While Canada’s heavy oil producers are faced with the challenge of increasing rail volumes in the absence of a new export pipeline, they’re also dealing with issues on an operational system into the U.S.
“The most immediate pressing issue continues to be underperformance on the Keystone pipeline in terms of volumes shipped. Industry reports continue to point to throughput volumes running anywhere from 70,000 to 100,000 bbls/d under the pipeline’s design capacity of 590,000 bbls/d,” GMP FirstEnergy said in a research note late last week.
“Although these reports have varied in terms of affected volume estimates, the pipeline has been running at less than full operating pressure after a line break in North Dakota in November 2017.”
The reduced line pressure was ordered by U.S. regulatory agencies, intended to assess the pipeline’s operational capabilities, especially on the segment that suffered the line break, as well as assessing any other structural issues that might be inherent in the pipeline’s design, analysts said.

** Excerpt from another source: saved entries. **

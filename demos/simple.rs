use std::time::Duration;

#[tokio::main]
async fn main() -> fakelog::Result<()> {
    env_logger::Builder::new()
        .filter_level(log::LevelFilter::Debug)
        .init();
    let producer = fakelog::local()
        .kafka()
        .option("message.timeout.ms", "5000")
        .producer("test", "simple-demo")
        .await?;

    for iteration in 0..10 {
        producer
            .publish()
            .json(&serde_json::json!({
                "hello": "there",
                "index": iteration
            }))
            .key(format!("demo-{}", iteration))
            .property("origin", "demo")
            .send()
            .await?;
        tokio::time::sleep(Duration::from_secs(1)).await;
    }
    producer.flush(Duration::from_secs(5)).await
}
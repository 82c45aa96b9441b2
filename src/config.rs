use crate::populator::{RunSettings, DEFAULT_COUNT};
use clap::Parser;
use log::LevelFilter;
use std::time::Duration;

pub const DEFAULT_TOPIC: &str = "fake-log-topic";
pub const DEFAULT_PRODUCER_NAME: &str = "fakelog";

#[derive(Debug, Parser)]
#[command(name = "fakelog", version, about = "Publishes synthetic JSON events to a Kafka topic")]
#[command(rename_all = "kebab-case")]
pub struct Conf {
    /// Comma separated list of Kafka bootstrap servers
    #[arg(long, env = "FAKELOG_BROKERS", default_value = crate::source::LOCAL_BROKERS)]
    pub brokers: String,

    /// The topic events are published to
    #[arg(long, env = "FAKELOG_TOPIC", default_value = DEFAULT_TOPIC)]
    pub topic: String,

    /// Client id reported to the brokers
    #[arg(long, env = "FAKELOG_PRODUCER_NAME", default_value = DEFAULT_PRODUCER_NAME)]
    pub producer_name: String,

    /// How many events to publish
    #[arg(long, env = "FAKELOG_COUNT", default_value_t = DEFAULT_COUNT)]
    pub count: u64,

    /// How long to sleep after each event is sent, in milliseconds
    #[arg(long, env = "FAKELOG_INTERVAL_MS", default_value_t = 2000)]
    pub interval_ms: u64,

    /// How long to wait for the brokers to answer at startup, in milliseconds
    #[arg(long, env = "FAKELOG_CONNECT_TIMEOUT_MS", default_value_t = 10_000)]
    pub connect_timeout_ms: u64,

    /// How long to wait for in-flight messages on exit, in milliseconds
    #[arg(long, env = "FAKELOG_FLUSH_TIMEOUT_MS", default_value_t = 10_000)]
    pub flush_timeout_ms: u64,

    /// Extra librdkafka property, as `key=value`. May be repeated.
    #[arg(short = 'X', value_name = "KEY=VALUE", value_parser = parse_option)]
    pub options: Vec<(String, String)>,

    /// Log level (off, error, warn, info, debug, trace)
    #[arg(long, env = "FAKELOG_LOG_LEVEL", default_value = "info")]
    pub log_level: LevelFilter,
}

impl Conf {
    pub fn build() -> Self {
        Conf::parse()
    }

    pub fn run_settings(&self) -> RunSettings {
        RunSettings::default()
            .with_count(self.count)
            .with_interval(Duration::from_millis(self.interval_ms))
    }

    pub fn connect_timeout(&self) -> Duration {
        Duration::from_millis(self.connect_timeout_ms)
    }

    pub fn flush_timeout(&self) -> Duration {
        Duration::from_millis(self.flush_timeout_ms)
    }
}

fn parse_option(raw: &str) -> Result<(String, String), String> {
    match raw.split_once('=') {
        Some((key, value)) if !key.trim().is_empty() => {
            Ok((key.trim().to_owned(), value.trim().to_owned()))
        }
        _ => Err(format!("expected KEY=VALUE, got '{}'", raw)),
    }
}
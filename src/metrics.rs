use lazy_static::lazy_static;
use prometheus::{register_int_counter_vec, IntCounterVec};

lazy_static! {
    pub static ref NUM_MSGS_QUEUED: IntCounterVec = register_int_counter_vec!(
        "fakelog_num_messages_queued",
        "Number of messages handed to the Kafka client",
        &["producer", "topic"]
    )
    .unwrap();
    pub static ref NUM_ENQUEUE_FAILURES: IntCounterVec = register_int_counter_vec!(
        "fakelog_num_enqueue_failures",
        "Number of messages the Kafka client refused to queue",
        &["producer", "topic"]
    )
    .unwrap();
}
use crate::error::{Error, Result};
use crate::producer::Producer;
use rdkafka::producer::{FutureProducer, Producer as _};
use rdkafka::ClientConfig;
use std::time::Duration;

pub const LOCAL_BROKERS: &str = "127.0.0.1:9092";
pub const DEFAULT_CONNECT_TIMEOUT: Duration = Duration::from_secs(10);

#[derive(Debug, Clone, PartialEq, Eq)]
pub enum Source {
    Local,
    Brokers(String),
}

impl Source {
    pub fn bootstrap_servers(&self) -> &str {
        match self {
            Source::Local => LOCAL_BROKERS,
            Source::Brokers(brokers) => brokers,
        }
    }

    pub fn kafka(self) -> ClientSpec {
        ClientSpec {
            source: self,
            options: Vec::new(),
            connect_timeout: DEFAULT_CONNECT_TIMEOUT,
        }
    }
}

pub struct ClientSpec {
    source: Source,
    options: Vec<(String, String)>,
    connect_timeout: Duration,
}

impl ClientSpec {
    /// Passes a raw librdkafka property through to the client.
    pub fn option(mut self, key: impl Into<String>, value: impl Into<String>) -> Self {
        self.options.push((key.into(), value.into()));
        self
    }

    pub fn options(mut self, options: impl IntoIterator<Item = (String, String)>) -> Self {
        self.options.extend(options);
        self
    }

    pub fn connect_timeout(mut self, timeout: Duration) -> Self {
        self.connect_timeout = timeout;
        self
    }

    fn client_config(&self, producer_name: &str) -> ClientConfig {
        let mut config = ClientConfig::new();
        config
            .set("bootstrap.servers", self.source.bootstrap_servers())
            .set("client.id", producer_name);
        for (key, value) in &self.options {
            config.set(key, value);
        }
        config
    }

    /// Creates a producer for `topic_name` and checks that the brokers answer.
    pub async fn producer(self, topic_name: &str, producer_name: &str) -> Result<Producer> {
        let producer: FutureProducer = self
            .client_config(producer_name)
            .create()
            .map_err(Error::Client)?;

        let probe = producer.clone();
        let topic = topic_name.to_owned();
        let timeout = self.connect_timeout;
        tokio::task::spawn_blocking(move || {
            probe
                .client()
                .fetch_metadata(Some(topic.as_str()), timeout)
                .map(drop)
        })
        .await?
        .map_err(|source| Error::Connect {
            brokers: self.source.bootstrap_servers().to_owned(),
            source,
        })?;

        log::info!(
            "Connected to {} as '{}', publishing to '{}'",
            self.source.bootstrap_servers(),
            producer_name,
            topic_name
        );
        Ok(Producer::Kafka {
            producer_name: producer_name.to_owned(),
            topic_name: topic_name.to_owned(),
            producer,
        })
    }
}

#[cfg(test)]
mod tests {
    use super::*;

    #[test]
    fn test_local_bootstrap_servers() {
        assert_eq!(crate::local().bootstrap_servers(), LOCAL_BROKERS);
        assert_eq!(
            crate::brokers("kafka-1:9092,kafka-2:9092").bootstrap_servers(),
            "kafka-1:9092,kafka-2:9092"
        );
    }

    #[test]
    fn test_client_config_applies_options() {
        let spec = crate::brokers("kafka:9092")
            .kafka()
            .option("linger.ms", "5")
            .options(vec![("acks".to_owned(), "1".to_owned())]);
        let config = spec.client_config("gen");
        assert_eq!(config.get("bootstrap.servers"), Some("kafka:9092"));
        assert_eq!(config.get("client.id"), Some("gen"));
        assert_eq!(config.get("linger.ms"), Some("5"));
        assert_eq!(config.get("acks"), Some("1"));
    }

    #[tokio::test]
    async fn test_invalid_option_is_client_error() {
        let res = crate::local()
            .kafka()
            .option("no.such.property", "1")
            .producer("topic", "gen")
            .await;
        assert!(matches!(res, Err(Error::Client(_))));
    }

    #[tokio::test]
    async fn test_unreachable_brokers_fail_to_connect() {
        let res = crate::brokers("127.0.0.1:1")
            .kafka()
            .connect_timeout(Duration::from_millis(500))
            .producer("topic", "gen")
            .await;
        match res {
            Err(Error::Connect { brokers, .. }) => assert_eq!(brokers, "127.0.0.1:1"),
            Err(e) => panic!("unexpected error: {}", e),
            Ok(_) => panic!("connected to an unreachable broker"),
        }
    }
}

“Hard information has been difficult to come by from either the pipeline’s operator, TransCanada, or U.S. regulatory agencies, as to when the pipeline might return to full pressure and help to alleviate a backlog of heavy oil barrels that has been accumulating in Alberta against a rising tide of production. At this stage, we are of the view that the pipeline will be allowed to return to full operating pressure by the end of the second quarter of 2018, allowing additional heavy oil flows of up to 100,000 bbls/d to reach the U.S. Midwest market and the U.S. Gulf Coast market via TransCanada’s affiliated Marketlink pipeline.”
The spread between Western Canada Select (WCS) and West Texas Intermediate (WTI) increased from $15.40/bbl in November 2017 to $23.73/bbl in December, spiking to $26.91 in February 2018. In March the differential averaged $24.82/bbl, according to the Daily Oil Bulletin.
“We have widened the WTI-WCS price spread by more than US$8 per barrel for 2018 to around
US$23 per barrel, and have widened spreads for 2019 to 2021 by US$4 to US$5 per barrel into the range of US$20 per barrel,” GMP FirstEnergy said.
“Post-2020, we do have a gradual narrowing of the spread back to the US$16 to US$17 per barrel range by 2023,” as new pipeline export capacity is expected to become operational.
The analysts now expect WTI to average $66 this year, and $67.75 in 2019.